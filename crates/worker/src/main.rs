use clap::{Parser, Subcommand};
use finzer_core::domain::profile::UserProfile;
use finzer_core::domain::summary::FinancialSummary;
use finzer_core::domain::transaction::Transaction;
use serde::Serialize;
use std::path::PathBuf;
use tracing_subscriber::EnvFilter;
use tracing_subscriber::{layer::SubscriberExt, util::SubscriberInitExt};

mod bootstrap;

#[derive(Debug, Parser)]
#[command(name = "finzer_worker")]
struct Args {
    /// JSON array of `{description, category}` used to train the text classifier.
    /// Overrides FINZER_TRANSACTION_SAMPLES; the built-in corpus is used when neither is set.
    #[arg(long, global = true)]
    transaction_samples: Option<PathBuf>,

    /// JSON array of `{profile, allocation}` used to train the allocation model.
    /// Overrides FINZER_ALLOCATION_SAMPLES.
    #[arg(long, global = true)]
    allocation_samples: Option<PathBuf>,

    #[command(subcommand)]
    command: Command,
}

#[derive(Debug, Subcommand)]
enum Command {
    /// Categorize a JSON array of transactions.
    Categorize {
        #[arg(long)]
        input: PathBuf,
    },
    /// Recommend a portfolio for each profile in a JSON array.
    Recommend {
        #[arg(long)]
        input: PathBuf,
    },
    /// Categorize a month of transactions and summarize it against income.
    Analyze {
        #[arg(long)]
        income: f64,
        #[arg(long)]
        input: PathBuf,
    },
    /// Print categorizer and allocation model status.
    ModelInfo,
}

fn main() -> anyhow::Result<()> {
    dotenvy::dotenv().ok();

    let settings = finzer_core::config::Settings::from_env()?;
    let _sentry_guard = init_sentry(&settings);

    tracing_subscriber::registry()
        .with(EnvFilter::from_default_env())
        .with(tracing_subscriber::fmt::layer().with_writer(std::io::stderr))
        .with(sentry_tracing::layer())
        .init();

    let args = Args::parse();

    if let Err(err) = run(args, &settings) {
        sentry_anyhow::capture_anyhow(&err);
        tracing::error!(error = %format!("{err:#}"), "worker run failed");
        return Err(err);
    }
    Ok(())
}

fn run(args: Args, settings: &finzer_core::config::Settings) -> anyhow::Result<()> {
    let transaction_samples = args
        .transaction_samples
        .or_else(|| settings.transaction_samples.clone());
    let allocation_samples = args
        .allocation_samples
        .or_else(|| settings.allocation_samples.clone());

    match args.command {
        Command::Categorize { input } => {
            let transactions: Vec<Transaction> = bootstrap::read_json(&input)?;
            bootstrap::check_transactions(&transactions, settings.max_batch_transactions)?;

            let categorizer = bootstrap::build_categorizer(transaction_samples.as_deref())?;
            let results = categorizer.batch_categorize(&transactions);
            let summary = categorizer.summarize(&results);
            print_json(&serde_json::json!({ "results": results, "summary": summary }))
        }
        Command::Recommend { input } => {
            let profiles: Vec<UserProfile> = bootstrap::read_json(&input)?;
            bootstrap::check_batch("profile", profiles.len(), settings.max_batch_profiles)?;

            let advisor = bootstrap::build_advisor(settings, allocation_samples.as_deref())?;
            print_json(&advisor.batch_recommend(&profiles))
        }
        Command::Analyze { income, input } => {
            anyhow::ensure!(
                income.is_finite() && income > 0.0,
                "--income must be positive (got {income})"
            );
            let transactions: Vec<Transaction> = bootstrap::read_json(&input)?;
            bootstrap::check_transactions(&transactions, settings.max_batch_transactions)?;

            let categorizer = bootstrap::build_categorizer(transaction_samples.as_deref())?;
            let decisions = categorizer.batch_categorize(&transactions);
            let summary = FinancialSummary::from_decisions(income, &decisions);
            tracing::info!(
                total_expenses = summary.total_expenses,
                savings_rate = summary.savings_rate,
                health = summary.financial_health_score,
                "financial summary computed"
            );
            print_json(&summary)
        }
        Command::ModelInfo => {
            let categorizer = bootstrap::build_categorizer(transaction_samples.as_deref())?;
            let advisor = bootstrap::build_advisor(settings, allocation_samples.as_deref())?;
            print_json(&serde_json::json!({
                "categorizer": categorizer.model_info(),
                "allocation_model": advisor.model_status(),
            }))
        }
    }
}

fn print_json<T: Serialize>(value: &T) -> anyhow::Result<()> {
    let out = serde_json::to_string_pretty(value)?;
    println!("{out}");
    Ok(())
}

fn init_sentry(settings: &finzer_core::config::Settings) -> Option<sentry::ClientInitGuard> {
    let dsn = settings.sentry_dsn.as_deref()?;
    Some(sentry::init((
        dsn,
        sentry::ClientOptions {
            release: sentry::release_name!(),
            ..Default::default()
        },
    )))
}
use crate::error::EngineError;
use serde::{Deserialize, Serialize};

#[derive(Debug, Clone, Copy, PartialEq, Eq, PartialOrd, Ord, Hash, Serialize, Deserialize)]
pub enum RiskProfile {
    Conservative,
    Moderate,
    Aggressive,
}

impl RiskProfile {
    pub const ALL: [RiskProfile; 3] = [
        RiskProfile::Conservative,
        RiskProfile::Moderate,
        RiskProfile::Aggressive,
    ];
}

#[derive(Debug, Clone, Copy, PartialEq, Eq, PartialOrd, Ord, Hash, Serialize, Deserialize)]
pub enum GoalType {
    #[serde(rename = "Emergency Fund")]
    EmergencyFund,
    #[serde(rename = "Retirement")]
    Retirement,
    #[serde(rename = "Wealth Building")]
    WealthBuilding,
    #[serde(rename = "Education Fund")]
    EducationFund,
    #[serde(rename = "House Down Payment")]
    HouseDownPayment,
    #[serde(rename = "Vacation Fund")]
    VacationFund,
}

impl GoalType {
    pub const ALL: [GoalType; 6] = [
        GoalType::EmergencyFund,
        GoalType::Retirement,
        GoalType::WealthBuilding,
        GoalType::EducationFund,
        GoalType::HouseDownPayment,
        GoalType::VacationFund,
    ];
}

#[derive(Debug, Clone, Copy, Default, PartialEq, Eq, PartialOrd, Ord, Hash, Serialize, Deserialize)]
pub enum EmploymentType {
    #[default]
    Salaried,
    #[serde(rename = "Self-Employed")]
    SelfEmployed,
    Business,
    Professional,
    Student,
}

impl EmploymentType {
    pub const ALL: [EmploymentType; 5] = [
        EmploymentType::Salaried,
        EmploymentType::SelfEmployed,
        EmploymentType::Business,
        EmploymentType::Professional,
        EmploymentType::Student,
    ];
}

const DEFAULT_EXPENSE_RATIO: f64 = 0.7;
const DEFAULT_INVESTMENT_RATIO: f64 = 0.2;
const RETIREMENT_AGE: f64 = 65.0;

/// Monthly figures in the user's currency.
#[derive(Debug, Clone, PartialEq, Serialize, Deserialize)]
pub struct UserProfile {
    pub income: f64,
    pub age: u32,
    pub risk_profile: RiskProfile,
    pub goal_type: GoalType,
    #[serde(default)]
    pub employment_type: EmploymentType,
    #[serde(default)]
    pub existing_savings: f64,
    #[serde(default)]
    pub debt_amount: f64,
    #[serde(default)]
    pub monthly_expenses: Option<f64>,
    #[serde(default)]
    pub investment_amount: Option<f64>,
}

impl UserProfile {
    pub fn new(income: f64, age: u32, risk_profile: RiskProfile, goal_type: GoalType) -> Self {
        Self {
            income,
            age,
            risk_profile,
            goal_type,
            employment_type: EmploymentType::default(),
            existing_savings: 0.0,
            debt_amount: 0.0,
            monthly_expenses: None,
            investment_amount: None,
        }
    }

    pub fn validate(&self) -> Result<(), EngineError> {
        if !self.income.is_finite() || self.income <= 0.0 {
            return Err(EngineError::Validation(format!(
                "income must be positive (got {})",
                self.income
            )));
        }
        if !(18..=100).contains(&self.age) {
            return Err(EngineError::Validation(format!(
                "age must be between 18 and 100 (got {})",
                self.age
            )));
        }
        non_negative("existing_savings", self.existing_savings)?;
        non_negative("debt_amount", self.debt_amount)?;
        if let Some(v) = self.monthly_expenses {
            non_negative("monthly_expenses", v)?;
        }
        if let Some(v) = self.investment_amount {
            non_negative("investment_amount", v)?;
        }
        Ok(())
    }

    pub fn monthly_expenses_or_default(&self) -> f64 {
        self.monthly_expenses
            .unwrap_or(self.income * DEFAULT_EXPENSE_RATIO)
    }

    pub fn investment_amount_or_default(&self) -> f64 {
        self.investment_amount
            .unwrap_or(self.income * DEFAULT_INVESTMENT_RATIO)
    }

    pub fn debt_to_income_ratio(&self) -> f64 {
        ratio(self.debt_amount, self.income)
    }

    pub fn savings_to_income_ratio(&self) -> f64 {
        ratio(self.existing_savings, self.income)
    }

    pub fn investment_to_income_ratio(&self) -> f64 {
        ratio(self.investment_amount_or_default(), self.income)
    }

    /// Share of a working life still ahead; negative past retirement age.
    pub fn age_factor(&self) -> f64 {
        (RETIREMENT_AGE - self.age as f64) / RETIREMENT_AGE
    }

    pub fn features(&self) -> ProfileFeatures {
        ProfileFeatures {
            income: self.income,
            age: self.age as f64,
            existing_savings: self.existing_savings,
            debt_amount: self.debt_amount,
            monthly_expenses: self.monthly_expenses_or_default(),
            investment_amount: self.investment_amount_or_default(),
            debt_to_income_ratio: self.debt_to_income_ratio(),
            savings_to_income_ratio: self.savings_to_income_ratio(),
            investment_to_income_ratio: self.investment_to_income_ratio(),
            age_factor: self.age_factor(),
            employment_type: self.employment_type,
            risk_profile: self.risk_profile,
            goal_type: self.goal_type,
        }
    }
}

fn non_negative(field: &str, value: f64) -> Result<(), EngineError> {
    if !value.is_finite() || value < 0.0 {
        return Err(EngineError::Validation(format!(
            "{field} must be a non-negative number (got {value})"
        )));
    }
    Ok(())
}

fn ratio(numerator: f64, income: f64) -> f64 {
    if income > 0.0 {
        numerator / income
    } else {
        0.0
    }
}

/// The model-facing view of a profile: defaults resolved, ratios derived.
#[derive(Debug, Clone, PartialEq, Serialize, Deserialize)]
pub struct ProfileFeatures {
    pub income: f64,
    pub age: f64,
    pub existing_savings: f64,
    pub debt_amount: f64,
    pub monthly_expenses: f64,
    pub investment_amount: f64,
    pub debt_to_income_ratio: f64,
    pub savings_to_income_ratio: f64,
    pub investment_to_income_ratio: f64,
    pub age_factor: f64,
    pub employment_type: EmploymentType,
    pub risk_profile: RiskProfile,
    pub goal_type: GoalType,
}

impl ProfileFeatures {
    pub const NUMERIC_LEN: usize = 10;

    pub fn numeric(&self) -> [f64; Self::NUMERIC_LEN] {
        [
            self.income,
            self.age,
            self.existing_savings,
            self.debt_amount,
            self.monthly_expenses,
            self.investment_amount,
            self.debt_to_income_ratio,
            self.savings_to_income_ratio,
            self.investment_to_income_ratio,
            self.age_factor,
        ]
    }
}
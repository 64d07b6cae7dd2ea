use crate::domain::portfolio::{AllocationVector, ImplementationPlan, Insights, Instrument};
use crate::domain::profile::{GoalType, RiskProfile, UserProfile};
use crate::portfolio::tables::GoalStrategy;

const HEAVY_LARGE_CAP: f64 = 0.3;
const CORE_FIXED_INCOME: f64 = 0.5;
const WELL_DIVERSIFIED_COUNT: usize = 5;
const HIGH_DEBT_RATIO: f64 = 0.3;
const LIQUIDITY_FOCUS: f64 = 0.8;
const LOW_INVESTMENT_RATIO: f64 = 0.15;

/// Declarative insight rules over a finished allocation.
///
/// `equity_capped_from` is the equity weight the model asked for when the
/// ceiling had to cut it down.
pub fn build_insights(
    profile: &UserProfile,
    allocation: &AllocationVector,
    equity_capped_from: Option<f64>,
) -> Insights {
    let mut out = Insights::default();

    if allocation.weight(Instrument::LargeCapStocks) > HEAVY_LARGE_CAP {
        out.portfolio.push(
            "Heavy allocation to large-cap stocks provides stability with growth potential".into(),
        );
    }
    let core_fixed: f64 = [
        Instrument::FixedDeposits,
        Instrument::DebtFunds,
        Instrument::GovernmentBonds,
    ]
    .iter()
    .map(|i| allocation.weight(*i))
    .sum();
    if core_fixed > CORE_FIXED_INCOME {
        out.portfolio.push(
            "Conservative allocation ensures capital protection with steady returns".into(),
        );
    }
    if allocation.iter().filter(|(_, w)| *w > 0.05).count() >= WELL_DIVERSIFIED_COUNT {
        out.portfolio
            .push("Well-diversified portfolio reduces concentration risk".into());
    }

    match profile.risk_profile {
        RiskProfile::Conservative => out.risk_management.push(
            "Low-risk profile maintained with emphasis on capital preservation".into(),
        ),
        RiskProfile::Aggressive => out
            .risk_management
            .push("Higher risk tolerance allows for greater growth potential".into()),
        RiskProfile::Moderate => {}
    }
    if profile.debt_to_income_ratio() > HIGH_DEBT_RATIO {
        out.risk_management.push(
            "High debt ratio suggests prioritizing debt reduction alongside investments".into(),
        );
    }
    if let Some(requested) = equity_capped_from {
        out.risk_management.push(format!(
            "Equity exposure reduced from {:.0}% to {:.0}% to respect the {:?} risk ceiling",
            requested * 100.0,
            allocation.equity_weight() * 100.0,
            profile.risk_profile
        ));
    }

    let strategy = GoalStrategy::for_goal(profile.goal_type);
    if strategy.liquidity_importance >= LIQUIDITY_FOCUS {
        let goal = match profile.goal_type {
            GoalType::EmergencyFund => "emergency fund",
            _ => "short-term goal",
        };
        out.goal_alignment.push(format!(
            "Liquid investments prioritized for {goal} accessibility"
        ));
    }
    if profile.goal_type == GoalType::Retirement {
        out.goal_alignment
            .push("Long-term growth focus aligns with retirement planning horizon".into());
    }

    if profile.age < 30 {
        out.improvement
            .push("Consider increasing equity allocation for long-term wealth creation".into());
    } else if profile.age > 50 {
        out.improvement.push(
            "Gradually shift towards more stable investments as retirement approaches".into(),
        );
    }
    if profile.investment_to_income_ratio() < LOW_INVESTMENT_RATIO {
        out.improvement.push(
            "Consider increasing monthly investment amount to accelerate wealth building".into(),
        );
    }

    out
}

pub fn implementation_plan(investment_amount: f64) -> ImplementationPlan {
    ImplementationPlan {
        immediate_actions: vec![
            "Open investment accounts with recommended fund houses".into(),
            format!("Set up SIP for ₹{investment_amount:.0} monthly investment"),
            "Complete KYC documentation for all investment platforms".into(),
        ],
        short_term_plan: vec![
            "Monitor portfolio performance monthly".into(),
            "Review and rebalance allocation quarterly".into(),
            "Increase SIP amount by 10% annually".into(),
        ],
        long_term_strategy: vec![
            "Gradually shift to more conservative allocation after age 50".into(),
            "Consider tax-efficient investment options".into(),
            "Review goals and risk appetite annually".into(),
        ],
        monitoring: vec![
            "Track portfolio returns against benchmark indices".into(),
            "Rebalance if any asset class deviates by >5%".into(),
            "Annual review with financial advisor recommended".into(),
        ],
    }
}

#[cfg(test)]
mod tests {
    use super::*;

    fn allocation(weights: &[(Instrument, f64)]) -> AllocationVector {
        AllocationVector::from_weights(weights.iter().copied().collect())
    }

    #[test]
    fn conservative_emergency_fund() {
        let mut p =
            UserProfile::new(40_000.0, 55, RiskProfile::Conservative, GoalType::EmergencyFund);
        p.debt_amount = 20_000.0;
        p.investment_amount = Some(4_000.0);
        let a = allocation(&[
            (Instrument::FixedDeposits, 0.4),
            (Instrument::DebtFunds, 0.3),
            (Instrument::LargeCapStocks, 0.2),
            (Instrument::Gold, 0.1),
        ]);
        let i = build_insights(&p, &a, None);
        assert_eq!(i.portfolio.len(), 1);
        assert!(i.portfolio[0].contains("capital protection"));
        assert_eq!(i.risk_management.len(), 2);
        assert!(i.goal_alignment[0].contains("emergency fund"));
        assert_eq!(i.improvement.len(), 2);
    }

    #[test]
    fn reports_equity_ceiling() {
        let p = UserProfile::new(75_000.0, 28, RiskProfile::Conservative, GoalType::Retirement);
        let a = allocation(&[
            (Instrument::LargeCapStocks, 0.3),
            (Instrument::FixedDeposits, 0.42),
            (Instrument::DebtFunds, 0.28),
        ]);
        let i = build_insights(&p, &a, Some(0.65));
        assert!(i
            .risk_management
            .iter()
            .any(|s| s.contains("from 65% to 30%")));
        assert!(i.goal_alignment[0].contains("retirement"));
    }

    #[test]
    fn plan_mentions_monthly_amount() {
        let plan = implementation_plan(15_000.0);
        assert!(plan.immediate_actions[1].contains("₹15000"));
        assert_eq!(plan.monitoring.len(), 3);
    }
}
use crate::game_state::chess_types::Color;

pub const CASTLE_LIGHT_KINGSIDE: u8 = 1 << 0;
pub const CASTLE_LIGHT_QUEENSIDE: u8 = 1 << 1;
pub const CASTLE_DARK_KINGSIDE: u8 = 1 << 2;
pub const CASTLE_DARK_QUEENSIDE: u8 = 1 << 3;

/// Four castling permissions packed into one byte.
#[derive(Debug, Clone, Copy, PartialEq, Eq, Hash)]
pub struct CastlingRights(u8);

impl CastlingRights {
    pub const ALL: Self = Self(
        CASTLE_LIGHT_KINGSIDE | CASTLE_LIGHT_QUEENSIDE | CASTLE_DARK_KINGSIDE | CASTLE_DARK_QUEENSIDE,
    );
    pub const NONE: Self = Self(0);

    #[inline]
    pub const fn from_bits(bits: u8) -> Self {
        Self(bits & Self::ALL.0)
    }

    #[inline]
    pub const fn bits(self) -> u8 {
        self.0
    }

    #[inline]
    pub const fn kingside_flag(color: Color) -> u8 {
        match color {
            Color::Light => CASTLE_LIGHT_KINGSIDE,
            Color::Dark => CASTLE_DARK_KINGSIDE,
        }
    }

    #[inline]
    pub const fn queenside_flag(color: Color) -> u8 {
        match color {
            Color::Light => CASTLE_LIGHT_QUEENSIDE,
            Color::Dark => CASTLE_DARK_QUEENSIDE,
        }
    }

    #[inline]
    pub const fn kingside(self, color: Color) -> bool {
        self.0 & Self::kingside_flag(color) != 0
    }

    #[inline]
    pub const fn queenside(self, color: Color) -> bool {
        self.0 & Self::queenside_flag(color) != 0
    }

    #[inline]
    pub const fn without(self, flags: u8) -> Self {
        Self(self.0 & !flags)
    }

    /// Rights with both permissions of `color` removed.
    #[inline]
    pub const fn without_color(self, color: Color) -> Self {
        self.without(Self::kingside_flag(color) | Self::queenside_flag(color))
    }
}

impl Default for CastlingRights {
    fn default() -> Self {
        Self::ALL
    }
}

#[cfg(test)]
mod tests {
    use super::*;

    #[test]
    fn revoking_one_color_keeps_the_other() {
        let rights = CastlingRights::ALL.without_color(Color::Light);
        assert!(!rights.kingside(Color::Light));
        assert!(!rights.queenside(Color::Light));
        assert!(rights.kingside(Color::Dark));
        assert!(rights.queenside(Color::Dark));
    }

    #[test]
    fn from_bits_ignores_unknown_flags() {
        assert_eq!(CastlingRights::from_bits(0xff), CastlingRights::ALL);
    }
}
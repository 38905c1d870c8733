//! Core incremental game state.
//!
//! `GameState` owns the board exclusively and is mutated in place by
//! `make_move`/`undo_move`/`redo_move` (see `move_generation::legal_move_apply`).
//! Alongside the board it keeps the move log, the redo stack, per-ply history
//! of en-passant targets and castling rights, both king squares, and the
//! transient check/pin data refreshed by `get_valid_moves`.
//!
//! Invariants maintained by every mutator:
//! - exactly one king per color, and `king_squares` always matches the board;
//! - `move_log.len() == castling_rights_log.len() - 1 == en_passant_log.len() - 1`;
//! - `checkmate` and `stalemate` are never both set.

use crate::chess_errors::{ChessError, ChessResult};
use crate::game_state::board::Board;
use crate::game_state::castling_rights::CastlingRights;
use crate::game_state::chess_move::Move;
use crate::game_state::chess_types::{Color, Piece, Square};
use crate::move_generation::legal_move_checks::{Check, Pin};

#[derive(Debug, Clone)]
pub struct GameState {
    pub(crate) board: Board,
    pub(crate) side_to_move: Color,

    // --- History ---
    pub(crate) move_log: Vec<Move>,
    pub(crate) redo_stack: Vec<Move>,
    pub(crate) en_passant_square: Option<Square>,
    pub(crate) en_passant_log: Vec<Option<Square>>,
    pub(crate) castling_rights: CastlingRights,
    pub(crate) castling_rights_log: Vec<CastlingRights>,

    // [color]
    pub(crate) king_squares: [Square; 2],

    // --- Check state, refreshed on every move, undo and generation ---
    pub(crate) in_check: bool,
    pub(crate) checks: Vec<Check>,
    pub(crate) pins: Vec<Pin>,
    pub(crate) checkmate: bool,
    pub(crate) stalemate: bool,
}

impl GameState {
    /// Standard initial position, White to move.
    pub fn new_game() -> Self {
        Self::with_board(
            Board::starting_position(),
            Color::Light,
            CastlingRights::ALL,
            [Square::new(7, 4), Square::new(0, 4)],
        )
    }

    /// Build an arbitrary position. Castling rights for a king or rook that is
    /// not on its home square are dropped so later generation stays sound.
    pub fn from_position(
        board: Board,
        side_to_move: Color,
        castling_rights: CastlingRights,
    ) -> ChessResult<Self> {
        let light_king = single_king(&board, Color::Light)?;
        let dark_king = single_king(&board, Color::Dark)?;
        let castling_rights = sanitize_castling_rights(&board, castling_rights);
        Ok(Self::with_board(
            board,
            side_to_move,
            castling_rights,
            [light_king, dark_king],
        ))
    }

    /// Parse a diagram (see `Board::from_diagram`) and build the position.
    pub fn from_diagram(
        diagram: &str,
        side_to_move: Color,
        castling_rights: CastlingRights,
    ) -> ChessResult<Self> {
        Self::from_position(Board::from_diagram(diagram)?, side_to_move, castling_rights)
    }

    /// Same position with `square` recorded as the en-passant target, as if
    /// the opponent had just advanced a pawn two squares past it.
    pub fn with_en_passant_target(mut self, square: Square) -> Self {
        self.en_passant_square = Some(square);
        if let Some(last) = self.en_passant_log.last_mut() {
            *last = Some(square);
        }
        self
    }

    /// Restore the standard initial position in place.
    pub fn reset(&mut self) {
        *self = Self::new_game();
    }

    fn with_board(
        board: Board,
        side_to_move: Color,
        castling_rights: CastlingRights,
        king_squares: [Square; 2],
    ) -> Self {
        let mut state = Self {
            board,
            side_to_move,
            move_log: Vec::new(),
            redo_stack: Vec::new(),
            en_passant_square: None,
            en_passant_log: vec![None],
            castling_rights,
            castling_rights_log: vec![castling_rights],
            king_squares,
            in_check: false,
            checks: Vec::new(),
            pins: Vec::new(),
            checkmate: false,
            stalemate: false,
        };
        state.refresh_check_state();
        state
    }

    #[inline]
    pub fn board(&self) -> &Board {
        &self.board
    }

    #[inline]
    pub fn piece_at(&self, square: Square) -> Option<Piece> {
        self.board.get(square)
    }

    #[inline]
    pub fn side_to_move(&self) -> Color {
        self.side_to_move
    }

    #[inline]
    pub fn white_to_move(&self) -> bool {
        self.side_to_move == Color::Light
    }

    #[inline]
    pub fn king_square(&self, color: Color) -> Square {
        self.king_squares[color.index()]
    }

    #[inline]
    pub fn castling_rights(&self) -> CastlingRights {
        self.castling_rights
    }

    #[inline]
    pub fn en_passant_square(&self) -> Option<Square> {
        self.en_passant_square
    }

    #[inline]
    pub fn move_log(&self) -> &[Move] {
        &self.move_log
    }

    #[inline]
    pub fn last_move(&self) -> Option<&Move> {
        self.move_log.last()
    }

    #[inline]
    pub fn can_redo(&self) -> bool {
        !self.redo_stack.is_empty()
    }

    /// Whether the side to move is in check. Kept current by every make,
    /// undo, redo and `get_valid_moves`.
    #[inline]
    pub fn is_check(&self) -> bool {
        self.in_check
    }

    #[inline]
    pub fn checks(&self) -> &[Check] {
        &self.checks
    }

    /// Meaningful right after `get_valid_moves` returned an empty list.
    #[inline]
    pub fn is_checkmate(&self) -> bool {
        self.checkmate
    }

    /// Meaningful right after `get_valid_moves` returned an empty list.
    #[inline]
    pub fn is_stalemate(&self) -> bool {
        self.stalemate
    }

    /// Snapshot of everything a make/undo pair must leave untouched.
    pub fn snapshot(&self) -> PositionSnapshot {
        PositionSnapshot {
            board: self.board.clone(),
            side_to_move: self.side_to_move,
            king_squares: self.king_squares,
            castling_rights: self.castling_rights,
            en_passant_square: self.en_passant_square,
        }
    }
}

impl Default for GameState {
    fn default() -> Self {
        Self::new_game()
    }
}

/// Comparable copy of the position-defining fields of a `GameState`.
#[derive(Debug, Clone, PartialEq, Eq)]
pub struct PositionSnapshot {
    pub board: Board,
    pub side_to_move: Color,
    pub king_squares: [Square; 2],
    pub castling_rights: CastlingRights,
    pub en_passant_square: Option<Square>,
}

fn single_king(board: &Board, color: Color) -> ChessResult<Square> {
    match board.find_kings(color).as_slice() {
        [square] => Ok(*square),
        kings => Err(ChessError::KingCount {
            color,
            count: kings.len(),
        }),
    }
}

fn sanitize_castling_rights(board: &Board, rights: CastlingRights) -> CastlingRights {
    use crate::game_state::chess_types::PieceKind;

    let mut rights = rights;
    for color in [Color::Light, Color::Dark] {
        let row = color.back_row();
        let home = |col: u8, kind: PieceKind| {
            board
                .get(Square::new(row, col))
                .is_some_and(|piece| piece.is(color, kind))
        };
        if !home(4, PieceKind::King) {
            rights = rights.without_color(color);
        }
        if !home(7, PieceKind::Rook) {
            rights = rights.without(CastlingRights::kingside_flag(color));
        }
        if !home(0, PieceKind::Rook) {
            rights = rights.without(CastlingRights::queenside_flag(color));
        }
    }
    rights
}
---------------
Write down exactly every line of the material above up to and including the line containing "let settings = finzer_core::config::Settings::from_env()?;".

filename crates/worker/src/main.rs
use clap::{Parser, Subcommand};
use finzer_core::domain::profile::UserProfile;
use finzer_core::domain::summary::FinancialSummary;
use finzer_core::domain::transaction::Transaction;
use serde::Serialize;
use std::path::PathBuf;
use tracing_subscriber::EnvFilter;
use tracing_subscriber::{layer::SubscriberExt, util::SubscriberInitExt};

mod bootstrap;

#[derive(Debug, Parser)]
#[command(name = "finzer_worker")]
struct Args {
    /// JSON array of `{description, category}` used to train the text classifier.
    /// Overrides FINZER_TRANSACTION_SAMPLES; the built-in corpus is used when neither is set.
    #[arg(long, global = true)]
    transaction_samples: Option<PathBuf>,

    /// JSON array of `{profile, allocation}` used to train the allocation model.
    /// Overrides FINZER_ALLOCATION_SAMPLES.
    #[arg(long, global = true)]
    allocation_samples: Option<PathBuf>,

    #[command(subcommand)]
    command: Command,
}

#[derive(Debug, Subcommand)]
enum Command {
    /// Categorize a JSON array of transactions.
    Categorize {
        #[arg(long)]
        input: PathBuf,
    },
    /// Recommend a portfolio for each profile in a JSON array.
    Recommend {
        #[arg(long)]
        input: PathBuf,
    },
    /// Categorize a month of transactions and summarize it against income.
    Analyze {
        #[arg(long)]
        income: f64,
        #[arg(long)]
        input: PathBuf,
    },
    /// Print categorizer and allocation model status.
    ModelInfo,
}

fn main() -> anyhow::Result<()> {
    dotenvy::dotenv().ok();

    let settings = finzer_core::config::Settings::from_env()?;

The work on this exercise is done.